7 Januari 2018. Setelah memastikan
bahwa perut If tidak mengulah lagi, kami mantap berangkat ke Yogyakarta. Oh,
hampir lupa. Sengaja aku dan If berangkat naik kereta api (rencananya) sebab
kami berdua menyukai perjalanan dalam kereta api. Buatku pribadi, aku selalu
suka atmosfer stasiun terutama di Semarang. Itu karena di stasiun-stasiun
Semarang selalu diputar instrumen lagu-lagu Semarang seperti Empat Penari dan itu menenangkan di
samping suara ting-tung-ting-tung pemberitahuan hehehe. Terkadang aku suka ke
stasiun untuk hanya duduk, melihat kereta api datang dan pergi, mendengarkan
instrumen-instrumen stasiun, beberapa kali sambil makan Roti-O.

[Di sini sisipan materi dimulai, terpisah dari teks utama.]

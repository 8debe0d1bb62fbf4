//! Crate-internal logging macros.
//!
//! Forwarded to `defmt` when the `defmt` feature is enabled; otherwise the
//! arguments are only borrowed so call sites stay warning-free.

macro_rules! trace {
    ($fmt:literal $(, $arg:expr)* $(,)?) => {{
        #[cfg(feature = "defmt")]
        ::defmt::trace!($fmt $(, $arg)*);
        #[cfg(not(feature = "defmt"))]
        { $( let _ = &$arg; )* }
    }};
}

macro_rules! debug {
    ($fmt:literal $(, $arg:expr)* $(,)?) => {{
        #[cfg(feature = "defmt")]
        ::defmt::debug!($fmt $(, $arg)*);
        #[cfg(not(feature = "defmt"))]
        { $( let _ = &$arg; )* }
    }};
}

macro_rules! info {
    ($fmt:literal $(, $arg:expr)* $(,)?) => {{
        #[cfg(feature = "defmt")]
        ::defmt::info!($fmt $(, $arg)*);
        #[cfg(not(feature = "defmt"))]
        { $( let _ = &$arg; )* }
    }};
}

macro_rules! log_warn {
    ($fmt:literal $(, $arg:expr)* $(,)?) => {{
        #[cfg(feature = "defmt")]
        ::defmt::warn!($fmt $(, $arg)*);
        #[cfg(not(feature = "defmt"))]
        { $( let _ = &$arg; )* }
    }};
}

macro_rules! error {
    ($fmt:literal $(, $arg:expr)* $(,)?) => {{
        #[cfg(feature = "defmt")]
        ::defmt::error!($fmt $(, $arg)*);
        #[cfg(not(feature = "defmt"))]
        { $( let _ = &$arg; )* }
    }};
}

#[allow(unused_imports)]
pub(crate) use {debug, error, info, trace};
#[allow(unused_imports)]
pub(crate) use log_warn as warn;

Kembali ke perjalanan. Fyi, jalur
kereta api (aku selalu menyebut lengkap “kereta api”, sebab di Medan “kereta”
berarti “sepeda motor” dan ku kadang salah arti) Semarang-Yogyakarta tidak ada.
Kalau ingin ke Yogyakarta dari Semarang naik kereta api, maka jalurnya adalah
Semarang-Solo-Yogyakarta, pun sebaliknya. Permasalahannya, jadwal kereta api
Semarang-Solo dan sebaliknya hanya ada satu kali sehari. Semarang-Solo pada
pukul 9 pagi dan Solo-Semarang pada pukul 5.20 pagi. Dan entah sejak kapan aku
kurang tahu, tiket kereta Semarang-Solo dan sebaliknya hanya bisa dibeli secara
go-show atau minimal 3 jam sebelum
keberangkatan. Biasanya aku masih bisa pesan di Indomaret plus pilih tempat
duduk. Hmm. Jadilah aku dan If harus berangkat pagi-pagi sekali ke stasiun
mengingat jarak kontrakan ke stasiun memakan waktu kurang lebih 30-45 menit.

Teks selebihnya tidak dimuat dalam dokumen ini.